В знойный каракумский день по набережной Сарыкамыша неторопливой походкой шел Сергей Леонидович Карцев.
Достав из кармана чесучового пиджака платок, он вытер коричневую шею. Даже ему, бывалому пустыневеду, было сегодня жарко. В такую жару в Средней Азии не работают, устраивают дневной перерыв, отдыхая в тени деревьев или купаясь в Сарыкамыше.
Но Сергей Леонидович не думал об отдыхе. В последние дни перед отъездом работы было по горло. Разведывательные экспедиции «Кольца ветров» отправлялись на восток от преображенных пустынь, в восточные пески Средней Азии, в сухие степи Казахстана, дальше в Голодные степи и Великую пустыню Гоби. Смешанная советско-китайская научная экспедиция только вчера отправилась туда. Экспедиция в Монгольскую Верхнюю Гоби находится в пути, подъезжает к Чите. Сам Сергей Леонидович во главе большой группы специалистов, куда входили ученые-метеорологи, аэрологи, атомные физики, строители, океановеды и многие другие, — должен был отправиться в район Карского моря на корабле полярной флотилии, грузившемся сейчас в Сарыкамышском порту.
На морской вокзал Сарыкамыша и шел сейчас Сергей Леонидович, закончив в городе все дела.
Синяя гладь Сарыкамышского моря казалась такой же эмалевой, как и знойное небо.
Впереди виднелись решетчатые башни портовых кранов, рядом с которыми поднимались мачты многочисленных судов.
Многие корабли на рейде, очевидно, уже закончили погрузку.

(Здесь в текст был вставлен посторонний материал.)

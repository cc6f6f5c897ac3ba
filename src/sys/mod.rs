//! Platform-specific bindings.
//!
//! `sys::unix` drives completion over an edge-triggered readiness selector
//! (epoll or kqueue) with nonblocking syscalls retried on readiness;
//! `sys::windows` drives a real I/O completion port with overlapped
//! operations. The proactor worker above is shared between both.

#[cfg(unix)]
pub(crate) mod unix;
#[cfg(unix)]
pub(crate) use self::unix::*;

#[cfg(windows)]
pub(crate) mod windows;
#[cfg(windows)]
pub(crate) use self::windows::*;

Флотилия завтра должна отправиться на север. Ей предстоит пройти по Главному Туркменскому каналу в Аральское, ныне пресное и проточное море, подняться по заполненным енисейской водой руслам и поймам до Тургайского канала, пройти по искусственному полукилометровому ущелью, рассекающему ровные степи, стены которого достигают ста десяти метров высоты.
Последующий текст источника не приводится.